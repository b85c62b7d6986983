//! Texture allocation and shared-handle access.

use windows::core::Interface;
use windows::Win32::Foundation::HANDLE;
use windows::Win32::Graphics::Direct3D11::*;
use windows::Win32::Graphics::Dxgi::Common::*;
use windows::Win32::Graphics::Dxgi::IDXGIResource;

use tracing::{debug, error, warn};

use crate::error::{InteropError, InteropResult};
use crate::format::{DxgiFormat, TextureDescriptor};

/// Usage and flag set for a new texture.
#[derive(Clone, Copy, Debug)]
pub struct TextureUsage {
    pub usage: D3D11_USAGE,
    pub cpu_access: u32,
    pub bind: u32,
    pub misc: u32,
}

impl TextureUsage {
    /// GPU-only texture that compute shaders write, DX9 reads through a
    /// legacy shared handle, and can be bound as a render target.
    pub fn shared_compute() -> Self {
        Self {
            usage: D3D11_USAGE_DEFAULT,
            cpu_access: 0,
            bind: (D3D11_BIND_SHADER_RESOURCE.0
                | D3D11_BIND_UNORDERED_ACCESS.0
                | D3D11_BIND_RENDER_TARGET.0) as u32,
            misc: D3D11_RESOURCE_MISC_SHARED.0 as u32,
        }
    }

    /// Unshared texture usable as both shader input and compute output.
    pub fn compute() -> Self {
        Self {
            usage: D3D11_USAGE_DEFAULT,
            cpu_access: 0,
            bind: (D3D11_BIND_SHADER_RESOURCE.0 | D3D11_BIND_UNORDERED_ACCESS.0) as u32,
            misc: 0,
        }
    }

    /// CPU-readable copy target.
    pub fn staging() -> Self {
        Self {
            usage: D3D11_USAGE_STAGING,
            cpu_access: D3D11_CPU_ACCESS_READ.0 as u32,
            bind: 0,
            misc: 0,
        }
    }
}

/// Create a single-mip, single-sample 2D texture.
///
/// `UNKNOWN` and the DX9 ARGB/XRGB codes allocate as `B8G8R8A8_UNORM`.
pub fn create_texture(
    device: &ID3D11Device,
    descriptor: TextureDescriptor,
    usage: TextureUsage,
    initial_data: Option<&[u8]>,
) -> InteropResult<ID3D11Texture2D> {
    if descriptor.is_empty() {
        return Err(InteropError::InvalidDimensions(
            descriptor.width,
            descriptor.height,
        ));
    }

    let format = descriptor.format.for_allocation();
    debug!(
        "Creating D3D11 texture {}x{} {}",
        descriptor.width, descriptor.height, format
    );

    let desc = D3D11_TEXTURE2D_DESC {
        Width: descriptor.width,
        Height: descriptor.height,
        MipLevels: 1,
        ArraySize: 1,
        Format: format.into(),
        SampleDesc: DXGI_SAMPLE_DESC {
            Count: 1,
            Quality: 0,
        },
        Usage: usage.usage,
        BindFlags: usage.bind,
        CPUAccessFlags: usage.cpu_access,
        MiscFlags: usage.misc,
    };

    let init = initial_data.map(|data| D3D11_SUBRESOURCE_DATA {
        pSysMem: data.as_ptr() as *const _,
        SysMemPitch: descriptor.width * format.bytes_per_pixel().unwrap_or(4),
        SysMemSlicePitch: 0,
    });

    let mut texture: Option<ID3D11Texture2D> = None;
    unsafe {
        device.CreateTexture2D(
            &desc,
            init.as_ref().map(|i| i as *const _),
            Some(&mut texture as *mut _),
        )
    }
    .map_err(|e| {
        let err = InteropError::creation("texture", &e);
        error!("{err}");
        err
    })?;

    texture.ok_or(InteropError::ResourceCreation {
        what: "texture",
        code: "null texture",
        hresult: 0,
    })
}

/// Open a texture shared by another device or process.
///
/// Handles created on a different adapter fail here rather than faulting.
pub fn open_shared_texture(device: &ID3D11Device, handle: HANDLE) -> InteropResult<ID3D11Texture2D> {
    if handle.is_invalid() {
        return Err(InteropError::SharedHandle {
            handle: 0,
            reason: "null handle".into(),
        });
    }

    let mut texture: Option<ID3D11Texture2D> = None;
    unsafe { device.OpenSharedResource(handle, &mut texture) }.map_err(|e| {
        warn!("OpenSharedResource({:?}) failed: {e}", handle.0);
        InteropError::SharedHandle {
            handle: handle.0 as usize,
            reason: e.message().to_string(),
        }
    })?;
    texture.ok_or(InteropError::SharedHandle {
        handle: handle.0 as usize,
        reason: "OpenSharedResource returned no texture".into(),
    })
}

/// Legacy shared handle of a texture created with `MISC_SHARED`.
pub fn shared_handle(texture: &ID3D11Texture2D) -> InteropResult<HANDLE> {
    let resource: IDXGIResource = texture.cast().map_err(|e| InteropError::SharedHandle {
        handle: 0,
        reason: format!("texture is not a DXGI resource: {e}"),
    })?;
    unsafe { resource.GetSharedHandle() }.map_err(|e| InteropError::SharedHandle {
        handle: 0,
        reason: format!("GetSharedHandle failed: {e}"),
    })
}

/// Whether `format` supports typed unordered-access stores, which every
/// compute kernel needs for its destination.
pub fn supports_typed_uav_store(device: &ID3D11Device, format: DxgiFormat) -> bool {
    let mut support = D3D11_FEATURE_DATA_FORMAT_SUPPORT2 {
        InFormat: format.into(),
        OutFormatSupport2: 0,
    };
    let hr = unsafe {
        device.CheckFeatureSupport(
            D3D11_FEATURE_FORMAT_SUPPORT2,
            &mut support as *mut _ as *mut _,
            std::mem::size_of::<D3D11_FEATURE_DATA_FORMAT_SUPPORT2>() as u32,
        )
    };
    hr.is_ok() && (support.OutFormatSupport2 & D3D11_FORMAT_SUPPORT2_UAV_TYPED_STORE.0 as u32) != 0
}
※
- _Work to be completed_
Pull every line containing "height" from the entries above and copy it.

- _Exercise result_
            descriptor.height,
        descriptor.width, descriptor.height, format
        Height: descriptor.height,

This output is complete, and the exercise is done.